眠りも浅いまま、朝を迎えた蓮瑛は、朝の支度にやって来たメイリンに問い掛けた。
「ねぇ、メイリン。正直に話して欲しいの」
「急に、どうなさったんですか?」
「シンシャ様には恋人がいらっしゃるのではないの?皆、優しいから黙っているだけで」
蓮瑛は不安げな表情でメイリンを見つめた。メイリンはしばらく黙り込んでから、ゆっくりと口を答えた。
「蓮瑛様。私は陛下のことを幼い頃から存じておりますが、そのような方の話は聞いたことがありません」
「でも、あのように素晴らしい方であれば、女性は放っておかないでしょう?」
「もちろん、陛下は魅力的な方ですから、慕う者が多いのは事実です。けれども、御自身の結婚が国の行く末に関わるということを考えれば、陛下も慎重にならざるを得ないでしょう」
つまり自分の気持ちよりも、政を優先して妃を決めるということのなのだろう。そうであるのなら、龍の巫女の力も無い平民の自分はシンシャに相応しくないのだと蓮瑛は理解した。けれど理解しながらも、やはり心は乱れたまま落ち着くことはない。
「それでは、いずれ現れる御妃様の為に、私がここにいては邪魔なのではないかしら?」
物憂げに話す蓮瑛がシンシャへ好意を抱いていることにメイリンは気づいた。そして命令とはいえ、輿入れするつもりで蓮瑛が碧砂国にやって来たことも知っているメイリンは、すぐに答えることは出来ない。シンシャが誰と結婚するかなど一介の侍女の関知するところではなく、また楽観的に励ましたところで覆されてしまって傷つくのは蓮瑛だからだ。
「陛下は、懐に迎え入れた者を放り出すような無責任な御方ではありません。もし御心配であれば、再び場を設けてお互いに話をするのはいかがでしょうか」
メイリンの提案に蓮瑛はほんのり微笑みながら頷いた。彼女が気に掛けてくれることに安心感を覚えたのだ。
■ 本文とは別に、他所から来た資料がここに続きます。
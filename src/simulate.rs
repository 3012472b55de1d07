//! Input synthesis that leaves the user's held keys alone.
//!
//! Everything here runs inside a synthetic span of the dispatcher: echoes of
//! injected keys keep the pressed state accurate but never reach handlers, so
//! typing an abbreviation cannot re-trigger a hotkey or word listener.

use crate::backend::Backend;
use crate::error::{Error, Result};
use crate::event::KeyCode;
use crate::hook::Dispatcher;
use crate::hotkey::{HotkeySpec, canonicalize};
use crate::names::normalize_name;
use log::{debug, warn};
use std::sync::Arc;
use std::thread;
use std::time::Duration;

/// Backend wrapper for synthesized input.
pub(crate) struct Simulator {
    backend: Arc<dyn Backend>,
    dispatcher: Arc<Dispatcher>,
}

impl Simulator {
    pub(crate) fn new(backend: Arc<dyn Backend>, dispatcher: Arc<Dispatcher>) -> Self {
        Self {
            backend,
            dispatcher,
        }
    }

    pub(crate) fn backend(&self) -> &Arc<dyn Backend> {
        &self.backend
    }

    pub(crate) fn dispatcher(&self) -> &Arc<Dispatcher> {
        &self.dispatcher
    }

    /// Release every held key and return them sorted.
    pub(crate) fn stash(&self) -> Result<Vec<KeyCode>> {
        let _synthetic = self.dispatcher.synthetic();
        let held = self.dispatcher.pressed().codes();
        for code in &held {
            self.backend.release(*code)?;
        }
        debug!("stashed {} held keys", held.len());
        Ok(held)
    }

    /// Make the held keys exactly `keys`, touching only the difference.
    pub(crate) fn restore(&self, keys: &[KeyCode]) -> Result<()> {
        let _synthetic = self.dispatcher.synthetic();
        let current = self.dispatcher.pressed().codes();
        for code in current.iter().filter(|code| !keys.contains(code)) {
            self.backend.release(*code)?;
        }
        for code in keys.iter().filter(|code| !current.contains(code)) {
            self.backend.press(*code)?;
        }
        Ok(())
    }

    /// Press and/or release a hotkey: each step's keys go down in order and
    /// come up in reverse.
    pub(crate) fn send(&self, spec: impl Into<HotkeySpec>, press: bool, release: bool) -> Result<()> {
        let hotkey = canonicalize(spec, self.backend.as_ref())?;
        let _synthetic = self.dispatcher.synthetic();
        for step in hotkey.steps() {
            if press {
                for token in &step.tokens {
                    self.backend.press(token.primary_code())?;
                }
            }
            if release {
                for token in step.tokens.iter().rev() {
                    self.backend.release(token.primary_code())?;
                }
            }
        }
        Ok(())
    }

    /// Type `text` with the held keys stashed for the duration.
    ///
    /// Characters the layout cannot produce fall back to Unicode injection;
    /// with `exact` every character is injected that way.
    pub(crate) fn write(&self, text: &str, delay: Duration, exact: bool) -> Result<()> {
        let _synthetic = self.dispatcher.synthetic();
        let held = self.stash()?;
        let typed = self.type_chars(text, delay, exact);
        let restored = self.restore(&held);
        typed.and(restored)
    }

    fn type_chars(&self, text: &str, delay: Duration, exact: bool) -> Result<()> {
        for ch in text.chars() {
            if exact {
                self.backend.type_unicode(ch)?;
            } else if let Some(code) = self.named_key(ch) {
                self.tap(code, &[])?;
            } else {
                match self.backend.map_char(ch) {
                    Ok((code, modifiers)) => self.tap(code, &modifiers)?,
                    Err(Error::UnmappableCharacter(_)) => {
                        warn!("no key produces {ch:?}, injecting it as unicode");
                        self.backend.type_unicode(ch)?;
                    }
                    Err(e) => return Err(e),
                }
            }
            if !delay.is_zero() {
                thread::sleep(delay);
            }
        }
        Ok(())
    }

    /// Keys typed by name rather than by character (`\n`, `\t`, space...).
    fn named_key(&self, ch: char) -> Option<KeyCode> {
        let name = normalize_name(ch.encode_utf8(&mut [0; 4]));
        if name.chars().count() < 2 {
            return None;
        }
        self.backend.key_codes(&name).first().copied()
    }

    fn tap(&self, code: KeyCode, modifiers: &[KeyCode]) -> Result<()> {
        if self.dispatcher.pressed().is_code_pressed(code) {
            self.backend.release(code)?;
        }
        for modifier in modifiers {
            self.backend.press(*modifier)?;
        }
        self.backend.press(code)?;
        self.backend.release(code)?;
        for modifier in modifiers.iter().rev() {
            self.backend.release(*modifier)?;
        }
        Ok(())
    }
}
「メイリン、ありがとう。でも、私のことでシンシャ様を煩わせるのは心苦しいわ。御都合の良い時間があったら知らせて欲しいの」
「蓮瑛様は大切な御客様なのですから、もう少し我が儘を仰ってもよろしいのですよ?」
気遣ってくれるメイリンの気持ちは嬉しかったが、自分のような人間が他人の時間を奪うなんて申し訳なくて蓮瑛には出来なかった。